By the late 1700's the British navy was aware that scurvy could be cured by eating oranges or lemons, even though vitamin C would not be isolated until the early 1930's.
Symptoms of scurvy include bleeding easily, hair and tooth loss, joint pain and swelling. Such symptoms appear to be related to the weakening of blood vessels, connective tissue, and bone, which contain collagen.
Early symptoms of scurvy such as fatigue may result from diminished levels of carnitine , needed to derive energy from fat, or decreased synthesis of the norepinephrine.
Scurvy is rare in developed countries because it can be prevented by as little as 10 mg of vitamin C daily . However, recent cases have occurred in children and the elderly on very restricted diets

94. Safety & Toxicity of Vitamin C
A number of possible problems with very large doses of vitamin C have been suggested, mainly based on in vitro experiments, including genetic mutations , birth defects, kidney stone , increased oxidative stress , excess iron absorption, vitamin B-12 deficiency, and erosion of dental enamel.
However, none of these adverse health effects have been confirmed, and there is no reliable scientific evidence that large amounts of vitamin C (up to 10 grams/day in adults) are toxic or detrimental to health.

95. B vitamins (B-complex)
These vitamins are widely distributed in foods.
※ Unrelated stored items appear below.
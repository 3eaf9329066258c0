//! The transport capability injected into `DogPatchClient`.
//!
//! # Design
//! The client never owns a network stack. A `Transport` turns a URL plus a
//! completion handler into a `DataTask`; the task does nothing until it is
//! resumed, and once resumed the transport calls the handler exactly once
//! with `(body, response, error)`. Any implementation works: a blocking
//! `ureq` agent on a worker thread, a C host driving I/O through the FFI
//! crate, or a recording mock in tests.

use std::error::Error;

use url::Url;

use crate::http::HttpResponse;

/// Opaque failure reported by a transport before any response was obtained.
pub type TransportError = Box<dyn Error + Send + Sync + 'static>;

/// Called by the transport exactly once per resumed task.
pub type CompletionHandler =
    Box<dyn FnOnce(Option<Vec<u8>>, Option<HttpResponse>, Option<TransportError>) + Send + 'static>;

/// Handle to a single request issued through a `Transport`.
pub trait DataTask {
    /// The URL the task was created for.
    fn url(&self) -> &Url;

    /// Start the request. Calling it again after the first time has no effect.
    fn resume(&self);

    /// Abandon the request. A transport that has not yet completed the task
    /// reports [`Cancelled`] through the completion handler.
    fn cancel(&self);
}

/// Issues GET requests on behalf of the client.
pub trait Transport {
    type Task: DataTask;

    /// Create, but do not start, a GET request for `url`.
    fn data_task(&self, url: Url, completion: CompletionHandler) -> Self::Task;
}

impl<T: Transport + ?Sized> Transport for &T {
    type Task = T::Task;

    fn data_task(&self, url: Url, completion: CompletionHandler) -> Self::Task {
        (**self).data_task(url, completion)
    }
}

impl<T: Transport + ?Sized> Transport for std::sync::Arc<T> {
    type Task = T::Task;

    fn data_task(&self, url: Url, completion: CompletionHandler) -> Self::Task {
        (**self).data_task(url, completion)
    }
}

/// Reported as the transport error of a task cancelled before completion.
#[derive(Debug, Clone, Copy, PartialEq, Eq, thiserror::Error)]
#[error("request cancelled")]
pub struct Cancelled;
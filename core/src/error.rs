//! Error types for the dogs API client.
//!
//! # Design
//! Only two kinds of failure ever reach a completion handler: the transport's
//! own error, passed through untouched, and the decoder's native error. A
//! non-2xx status is deliberately NOT an error here (see
//! [`crate::client::DogsResult`]). The remaining variants are raised
//! synchronously while building a request.

use thiserror::Error;

use crate::transport::TransportError;

/// Errors produced by `DogPatchClient`.
#[derive(Debug, Error)]
pub enum ApiError {
    /// The base URL is empty, relative, or cannot have paths joined onto it.
    #[error("invalid base URL {0:?}")]
    InvalidBaseUrl(String),

    /// The resource path could not be resolved against the base URL.
    #[error("cannot resolve {path:?} against the base URL: {source}")]
    UrlJoin {
        path: String,
        #[source]
        source: url::ParseError,
    },

    /// The transport failed before producing a response.
    #[error("transport error: {0}")]
    Transport(#[source] TransportError),

    /// The response body did not match the expected schema.
    #[error("decode error: {0}")]
    Decode(#[from] serde_json::Error),
}

impl ApiError {
    /// The transport's original error, if this is a transport failure.
    pub fn transport_error(&self) -> Option<&(dyn std::error::Error + Send + Sync + 'static)> {
        match self {
            ApiError::Transport(err) => Some(&**err),
            _ => None,
        }
    }
}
Their influence is felt in many parts of the body.
They function as coenzymes that help the body obtain energy from food.
They also are important for normal appetite, good vision, healthy skin, healthy nervous system and red blood cell formation.
Beriberi, pellagra and pernicious anemia are three well-known B-vitamin deficiencies.
These diseases are not a problem in the United States, but occasionally they occur when people omit certain foods or overeat certain foods at the expense of others.

96. B vitamins (B-complex)
B vitamins are needed for conversion of food to energy.
They do not provide the energy, that comes from the macronutrients, but the B vitamins are essential helpers.
When you are deficient in any of the B vitamins you will feel fatigued and some B vitamin deficiencies will lead to anemia.
B complex vitamins also help you withstand stress, keep your cardiovascular system healthy and will boost your immune system.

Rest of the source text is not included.